======== RECORDS FOR THIS TASK ========

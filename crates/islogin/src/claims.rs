#![forbid(unsafe_code)]

//! Assertion extraction: conditions, destination and claims.
//!
//! Pure projection of the document. No trust decision is made here, and
//! it must only run on a document whose signature has been verified.

use chrono::{DateTime, Utc};
use islogin_core::{ns, Error};
use islogin_xml::{children_by_local_name, find_child_by_local_name, AssertionDocument};
use serde::Serialize;

/// Validity window and audience of an assertion.
#[derive(Debug, Clone, PartialEq, Eq, Serialize)]
pub struct Conditions {
    pub not_before: Option<DateTime<Utc>>,
    pub not_on_or_after: Option<DateTime<Utc>>,
    /// `AudienceRestriction/Audience`, empty when absent.
    pub audience: String,
}

impl Conditions {
    /// Whether `now` is strictly inside (`NotBefore`, `NotOnOrAfter`).
    ///
    /// A missing bound fails the check.
    pub fn check_window(&self, now: DateTime<Utc>) -> Result<(), Error> {
        let not_before = self
            .not_before
            .ok_or_else(|| Error::TemporalValidity("assertion has no NotBefore".into()))?;
        let not_on_or_after = self
            .not_on_or_after
            .ok_or_else(|| Error::TemporalValidity("assertion has no NotOnOrAfter".into()))?;
        if now <= not_before {
            return Err(Error::TemporalValidity(format!(
                "assertion is not valid before {not_before}, now is {now}"
            )));
        }
        if now >= not_on_or_after {
            return Err(Error::TemporalValidity(format!(
                "assertion expired at {not_on_or_after}, now is {now}"
            )));
        }
        Ok(())
    }
}

/// Identity claims of a login.
///
/// Every field is always present; a claim the token does not carry is
/// the empty string.
#[derive(Debug, Clone, Default, PartialEq, Eq, Serialize)]
pub struct ClaimSet {
    /// National ID number (kennitala) of the person who logged in.
    pub kennitala: String,
    /// Mobile number, digits only.
    pub mobile: String,
    pub fullname: String,
    pub ip: String,
    pub user_agent: String,
    pub authentication_method: String,
    pub auth_id: String,
    /// Kennitala of the organisation the login was made on behalf of.
    pub destination_ssn: String,
}

type ClaimSetter = fn(&mut ClaimSet, &str);

/// `Attribute/@Name` to claim. Names not listed are ignored.
const CLAIMS: &[(&str, ClaimSetter)] = &[
    ("UserSSN", |c, v| c.kennitala = v.to_owned()),
    ("Mobile", |c, v| c.mobile = v.replace('-', "")),
    ("Name", |c, v| c.fullname = v.to_owned()),
    ("IPAddress", |c, v| c.ip = v.to_owned()),
    ("UserAgent", |c, v| c.user_agent = v.to_owned()),
    ("Authentication", |c, v| c.authentication_method = v.to_owned()),
    ("AuthID", |c, v| c.auth_id = v.to_owned()),
    ("DestinationSSN", |c, v| c.destination_ssn = v.to_owned()),
];

impl ClaimSet {
    /// Record one attribute by exact, case-sensitive name.
    pub fn set(&mut self, name: &str, value: &str) {
        if let Some((_, setter)) = CLAIMS.iter().find(|(claim, _)| *claim == name) {
            setter(self, value);
        }
    }
}

/// Everything the extractor reads from an assertion document.
#[derive(Debug, Clone, PartialEq, Eq)]
pub struct Extracted {
    pub conditions: Conditions,
    pub claims: ClaimSet,
    /// `Response/@Destination`, empty when absent.
    pub destination: String,
}

/// Project the conditions, destination and claims out of `document`.
pub fn extract(document: &AssertionDocument) -> Result<Extracted, Error> {
    let doc = document.parse_doc()?;
    let root = doc.root_element();
    let assertion = find_child_by_local_name(root, ns::node::ASSERTION)
        .ok_or_else(|| Error::AssertionStructure("missing Assertion".into()))?;

    let conditions_node = find_child_by_local_name(assertion, ns::node::CONDITIONS)
        .ok_or_else(|| Error::AssertionStructure("missing Conditions".into()))?;
    let statement = find_child_by_local_name(assertion, ns::node::ATTRIBUTE_STATEMENT)
        .ok_or_else(|| Error::AssertionStructure("missing AttributeStatement".into()))?;

    let audience = find_child_by_local_name(conditions_node, ns::node::AUDIENCE_RESTRICTION)
        .and_then(|r| find_child_by_local_name(r, ns::node::AUDIENCE))
        .and_then(|a| a.text())
        .unwrap_or("")
        .trim()
        .to_owned();
    let conditions = Conditions {
        not_before: timestamp(conditions_node, ns::attr::NOT_BEFORE)?,
        not_on_or_after: timestamp(conditions_node, ns::attr::NOT_ON_OR_AFTER)?,
        audience,
    };

    let mut claims = ClaimSet::default();
    for attribute in children_by_local_name(statement, ns::node::ATTRIBUTE) {
        let Some(name) = attribute.attribute(ns::attr::NAME) else {
            continue;
        };
        let value = find_child_by_local_name(attribute, ns::node::ATTRIBUTE_VALUE)
            .and_then(|v| v.text())
            .unwrap_or("");
        claims.set(name, value);
    }

    let destination = root.attribute(ns::attr::DESTINATION).unwrap_or("").to_owned();

    Ok(Extracted {
        conditions,
        claims,
        destination,
    })
}

fn timestamp(node: roxmltree::Node<'_, '_>, name: &str) -> Result<Option<DateTime<Utc>>, Error> {
    node.attribute(name)
        .map(|value| {
            DateTime::parse_from_rfc3339(value.trim())
                .map(|t| t.with_timezone(&Utc))
                .map_err(|e| Error::AssertionStructure(format!("bad {name} timestamp {value:?}: {e}")))
        })
        .transpose()
}
//! SIRI and 511 reference-data decoders.
//!
//! Each decoder is a pure function from a parsed document to a [`Decoded`]
//! batch with a fixed column contract. Decoders never call one another.
//!
//! [`Decoded`]: crate::row::Decoded

pub mod scheduled_stops;
pub mod stop_monitoring;
pub mod stop_places;
pub mod vehicle_monitoring;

========

*AIM OF THE TASK:* From the records, copy out each line that includes the string "when".

*SOLUTION TO THE PROBLEM:*
    /// `AudienceRestriction/Audience`, empty when absent.
    /// `Response/@Destination`, empty when absent.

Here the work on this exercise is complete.